Segment 62

Anybody tuning in late for today’s batch of All Hand Mixed Vinyl might be confused and think they’d tuned in up at B.B. King’s Bluesville. Confused maybe, but they won’t be sorry. From the Way Back Studios, it’s Bluesville in the Deep Tracks. Where all that rock and roll came from in the first place. But of course there’s blues and then there’s blues. Right? I mean, in the beginning, it was all rural and acoustic. Field hollers and spirituals. Melismatic vocals rendered in twelve bars with flatted third, fifth, and seventh notes of the scale. Sexual metaphors riding in on bent notes. Get your mojo working and let me play with your poodle, if you know what I’m saying. But it was one thing to play an acoustic guitar and blow harmonica at a rent party or a levee camp with a small crowd of workers so tired they couldn’t make a peep. But after WWII and the great black exodus from the south, those rural acoustic blues had to adapt if they wanted to be heard in those big noisy cities. Muddy Waters and Howlin’ Wolf showed the way. They plugged it in and turned it up. But even before that, you wanted to be heard in a crowded juke joint where the skin ball was letting the deal go down and men were throwing dice and hollering about the snake eyes, you had best go electric.

So it was born on the plantations and juke joints of the Mississippi Delta. Towns like Leland, Greenwood, and Clarksdale. But it grew up in St. Louis, Kansas City, and Chicago where you couldn’t get away with that was slow, old, draggy stuff. Up there the jobs were better. Everybody had a few nickles to rub together and they wanted to dance. So you had to pick up the pace. Next thing you know, the jump blues showed up and brought some wailing saxophones with it. So we’ll do a little of that too. But for starters, let’s hear from one of the great new voices in the blues, a personal friend of mine, a guy I went to high school with back in Jackson, Mississippi. . .

Zac Harmon Yazoo City
Finis Tasby Mercy’s Blues (I Believe)
Eric Clapton Hideaway
William Clarke Complainer’s Boogie Woogie
Bob Dylan Summer Days
Big Joe Turner Shake, Rattle, and Roll
Howlin’ Wolf Highway 49

Never hurts to have a good nickname if you’re going to sing the blues. I mean, if you had to choose between hearing some guy named Chester Burnett or one named Howlin’ Wolf, who you gonna pick? We just heard old Chester doing “Highway 49.” That was from the infamous London Howlin’ Wolf Sessions with his admirers, Steve Winwood, Bill Wyman, and Eric Clapton who we heard earlier in the set covering Freddie King’s “Hideaway.” Now Highway 49 is the other highway cutting through the Mississippi Delta besides the one that gets revisited and resurfaced every now and then, Highway 61. 49 runs right in front of the old Hopson Plantation and takes you down to Jackson, by way of Yazoo City, which happens to be the title to the first song in the set. Written and performed by my friend Zac Harmon, a guy I went to high school with back in Jackson. Zac has earned a trophy case of music awards, including the Sirius-XM Nation’s Best new Blues Artist in 2005. Check his website for his schedule and get out to see him if he’s playing anywhere near you. You’ll be glad you did.
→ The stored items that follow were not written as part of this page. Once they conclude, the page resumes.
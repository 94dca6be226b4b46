//! Live preview command.

use std::process::ExitStatus;

use anyhow::Result;
use dtinth_runner::GeneratorCommand;

use super::{prepare_config, Context};

/// Run the serve command.
pub async fn run(ctx: &Context, dev_addr: Option<String>) -> Result<ExitStatus> {
    tracing::info!("Serving documentation from {}", ctx.cwd.display());

    prepare_config(ctx)?;

    let status = ctx
        .generator()
        .run(&GeneratorCommand::Serve { dev_addr })
        .await?;

    Ok(status)
}
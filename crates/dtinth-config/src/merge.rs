//! Merging theme defaults with the user's configuration.
//!
//! Merge semantics:
//! - Top-level keys: user value replaces the theme value
//! - Keys listed in `nested_keys` holding mappings on the user side: merged one
//!   level deep, user wins per nested key
//! - A `<name>` string base for a nested key counts as `{name: <name>}`; any
//!   other missing or non-mapping base counts as an empty mapping

use std::path::Path;

use serde_yaml::{Mapping, Value};

use crate::document::{expand_name_shorthand, ConfigDocument, ConfigError};

/// Top-level keys whose mapping values are merged key-by-key instead of replaced.
pub const NESTED_MERGE_KEYS: &[&str] = &["theme"];

/// Layer `overlay` on top of `base`.
///
/// Base keys keep their position; keys only present in `overlay` are appended
/// in overlay order.
pub fn merge_mappings(mut base: Mapping, overlay: Mapping, nested_keys: &[&str]) -> Mapping {
    for (key, overlay_value) in overlay {
        let nested = key
            .as_str()
            .is_some_and(|name| nested_keys.contains(&name));

        let merged = match overlay_value {
            Value::Mapping(overlay_map) if nested => {
                let base_map = base
                    .get(&key)
                    .and_then(expand_name_shorthand)
                    .unwrap_or_else(Mapping::new);
                Value::Mapping(merge_mappings(base_map, overlay_map, &[]))
            }
            other => other,
        };

        base.insert(key, merged);
    }

    base
}

/// Merge theme defaults with the user's document using [`NESTED_MERGE_KEYS`].
pub fn merge_documents(theme_defaults: ConfigDocument, user: ConfigDocument) -> ConfigDocument {
    ConfigDocument::from_mapping(merge_mappings(
        theme_defaults.into_mapping(),
        user.into_mapping(),
        NESTED_MERGE_KEYS,
    ))
}

/// Build the effective configuration from the files on disk.
///
/// Either file may be missing; if both are, the result is empty.
pub fn effective_config(
    user_path: &Path,
    theme_defaults_path: &Path,
) -> Result<ConfigDocument, ConfigError> {
    let theme_defaults = ConfigDocument::load_or_default(theme_defaults_path)?;
    if theme_defaults.is_empty() {
        tracing::debug!(
            "No theme defaults found at {}",
            theme_defaults_path.display()
        );
    }

    let user = ConfigDocument::load_or_default(user_path)?;

    Ok(merge_documents(theme_defaults, user))
}

#[cfg(test)]
mod tests {
    use super::*;
    use pretty_assertions::assert_eq;
    use std::fs;
    use tempfile::tempdir;

    fn doc(yaml: &str) -> ConfigDocument {
        ConfigDocument::parse(yaml, "test").unwrap()
    }

    #[test]
    fn user_overrides_top_level_keys() {
        let merged = merge_documents(
            doc("site_name: Theme\nrepo_url: https://example.com\n"),
            doc("site_name: Mine\nedit_uri: edit/main/docs/\n"),
        );

        assert_eq!(
            merged,
            doc("site_name: Mine\nrepo_url: https://example.com\nedit_uri: edit/main/docs/\n")
        );
    }

    #[test]
    fn theme_key_merges_per_nested_key() {
        let merged = merge_documents(
            doc("theme:\n  name: material\n  language: en\n  palette:\n    primary: indigo\n"),
            doc("theme:\n  language: th\n  palette:\n    accent: red\n"),
        );

        // Nested values below `theme` are replaced whole, not merged again.
        assert_eq!(
            merged,
            doc("theme:\n  name: material\n  language: th\n  palette:\n    accent: red\n")
        );
    }

    #[test]
    fn other_nested_mappings_are_replaced_whole() {
        let merged = merge_documents(
            doc("extra:\n  analytics: true\n  social: []\n"),
            doc("extra:\n  version: 2\n"),
        );

        assert_eq!(merged, doc("extra:\n  version: 2\n"));
    }

    #[test]
    fn missing_theme_in_base_is_treated_as_empty() {
        let merged = merge_documents(doc("site_name: Theme\n"), doc("theme:\n  language: th\n"));

        assert_eq!(merged, doc("site_name: Theme\ntheme:\n  language: th\n"));
    }

    #[test]
    fn theme_name_shorthand_in_base_keeps_name() {
        let merged = merge_documents(doc("theme: material\n"), doc("theme:\n  language: th\n"));

        assert_eq!(merged, doc("theme:\n  name: material\n  language: th\n"));
    }

    #[test]
    fn non_string_scalar_theme_in_base_is_treated_as_empty() {
        let merged = merge_documents(doc("theme: 3\n"), doc("theme:\n  language: th\n"));

        assert_eq!(merged, doc("theme:\n  language: th\n"));
    }

    #[test]
    fn scalar_user_theme_replaces_base_mapping() {
        let merged = merge_documents(
            doc("theme:\n  name: material\n  language: en\n"),
            doc("theme: readthedocs\n"),
        );

        assert_eq!(merged, doc("theme: readthedocs\n"));
    }

    #[test]
    fn keeps_base_key_order_and_appends_new_keys() {
        let merged = merge_documents(
            doc("site_name: Theme\ntheme:\n  name: material\nmarkdown_extensions:\n  - toc\n"),
            doc("nav:\n  - index.md\nsite_name: Mine\n"),
        );

        let keys: Vec<&str> = merged
            .as_mapping()
            .keys()
            .filter_map(|k| k.as_str())
            .collect();
        assert_eq!(keys, vec!["site_name", "theme", "markdown_extensions", "nav"]);
    }

    #[test]
    fn allow_list_controls_nested_merge() {
        let base = doc("extra:\n  a: 1\n").into_mapping();
        let overlay = doc("extra:\n  b: 2\n").into_mapping();

        let merged = merge_mappings(base, overlay, &["extra"]);

        assert_eq!(ConfigDocument::from_mapping(merged), doc("extra:\n  a: 1\n  b: 2\n"));
    }

    #[test]
    fn both_files_missing_yields_empty_config() {
        let temp = tempdir().unwrap();

        let config = effective_config(
            &temp.path().join("mkdocs.yml"),
            &temp.path().join("theme/mkdocs.yml"),
        )
        .unwrap();

        assert!(config.is_empty());
    }

    #[test]
    fn theme_defaults_alone_are_reproduced() {
        let temp = tempdir().unwrap();
        let theme_yml = temp.path().join("theme.yml");
        let defaults = "theme:\n  name: material\nmarkdown_extensions:\n  - admonition\n";
        fs::write(&theme_yml, defaults).unwrap();

        let config = effective_config(&temp.path().join("mkdocs.yml"), &theme_yml).unwrap();

        assert_eq!(config, doc(defaults));
    }

    #[test]
    fn user_config_alone_is_reproduced() {
        let temp = tempdir().unwrap();
        let user_yml = temp.path().join("mkdocs.yml");
        fs::write(&user_yml, "site_name: Mine\ntheme:\n  language: th\n").unwrap();

        let config = effective_config(&user_yml, &temp.path().join("missing.yml")).unwrap();

        assert_eq!(config, doc("site_name: Mine\ntheme:\n  language: th\n"));
    }

    #[test]
    fn malformed_user_config_is_an_error() {
        let temp = tempdir().unwrap();
        let user_yml = temp.path().join("mkdocs.yml");
        fs::write(&user_yml, "site_name: [oops\n").unwrap();

        let result = effective_config(&user_yml, &temp.path().join("missing.yml"));

        assert!(matches!(result, Err(ConfigError::ParseError { .. })));
    }
}
//! Initialize a documentation project.

use std::fs;
use std::path::{Path, PathBuf};

use anyhow::{Context as _, Result};
use dtinth_config::CONFIG_FILE;
use dtinth_runner::remote_project_name;
use serde::Serialize;

use super::Context;

/// Content directory MkDocs reads pages from.
const DOCS_DIR: &str = "docs";

/// Name used when the target directory has no name of its own (`/`).
const FALLBACK_NAME: &str = "docs";

/// Starter `mkdocs.yml`. Theme settings come from the bundled theme on serve/build.
#[derive(Debug, Serialize)]
struct StarterConfig {
    site_name: String,
    site_url: String,
}

/// What `init` did.
#[derive(Debug, PartialEq)]
pub enum InitOutcome {
    /// Skeleton written into `target`
    Created { target: PathBuf },

    /// Nothing written; a config was already present
    ConfigExists { path: PathBuf },
}

/// Directory to initialize: the parent when run from a checkout of this tool.
pub fn target_dir(cwd: &Path) -> PathBuf {
    let in_checkout =
        cwd.file_name().and_then(|name| name.to_str()) == Some(env!("CARGO_PKG_NAME"));

    match cwd.parent() {
        Some(parent) if in_checkout => parent.to_path_buf(),
        _ => cwd.to_path_buf(),
    }
}

/// Public address for a project name.
fn site_url(name: &str) -> String {
    format!("https://github.com/{}", name)
}

fn directory_name(dir: &Path) -> String {
    dir.file_name()
        .map(|name| name.to_string_lossy().into_owned())
        .unwrap_or_else(|| FALLBACK_NAME.to_string())
}

/// Run the init command.
pub async fn run(ctx: &Context) -> Result<InitOutcome> {
    let target = target_dir(&ctx.cwd);
    let config_path = target.join(CONFIG_FILE);

    if config_path.exists() {
        println!("{} already exists in {}", CONFIG_FILE, target.display());
        return Ok(InitOutcome::ConfigExists { path: config_path });
    }

    tracing::info!("Initializing project in {}", target.display());

    let name = match remote_project_name(&target).await {
        Some(name) => name,
        None => directory_name(&target),
    };

    let starter = StarterConfig {
        site_url: site_url(&name),
        site_name: name,
    };
    let yaml = serde_yaml::to_string(&starter).context("Failed to serialize mkdocs.yml")?;
    fs::write(&config_path, yaml).context("Failed to write mkdocs.yml")?;
    tracing::info!("Created {}", CONFIG_FILE);

    let docs_dir = target.join(DOCS_DIR);
    if !docs_dir.exists() {
        fs::create_dir_all(&docs_dir).context("Failed to create docs directory")?;
    }

    // Never overwrite existing content
    let index_path = docs_dir.join("index.md");
    if !index_path.exists() {
        fs::write(&index_path, DEFAULT_INDEX).context("Failed to write index.md")?;
        tracing::info!("Created docs/index.md");
    }

    tracing::info!("Project initialized in {}", target.display());
    tracing::info!("Run 'mkdocs-dtinth serve' to preview your documentation.");

    Ok(InitOutcome::Created { target })
}

const DEFAULT_INDEX: &str = r#"# Welcome

This is your new documentation site.

Edit this page in `docs/index.md`, then run `mkdocs-dtinth serve` to preview it.
"#;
There were a couple other guys in the set you might not have heard of. Somewhere between Chicago Blues and California swing we had the late, great William Clarke blowing harp and singing the “Complainer’s Boogie Woogie.” And Finis Tasby, a man who traveled an awfully long road before recording his great record, Jump Children. We heard him doing “Mercy’s Blues (I Believe).” Elsewhere, Big Joe Turner, like a one-eyed cat peepin’ in a seafood store doing the jump blues classic, “Shake, Rattle, and Roll.” Before that, Blind Boy Grunt, also known as Bob Dylan, checked in with “Summer Days.” Sucking the blood out of the genius of generosity, I’m Bill Fitzhugh, wishing I’d written that one. Instead, I’ll be working on another batch of All Hand Mixed Vinyl, satellite delivered sooner or later from the Way Back Studios to the Deep Tracks.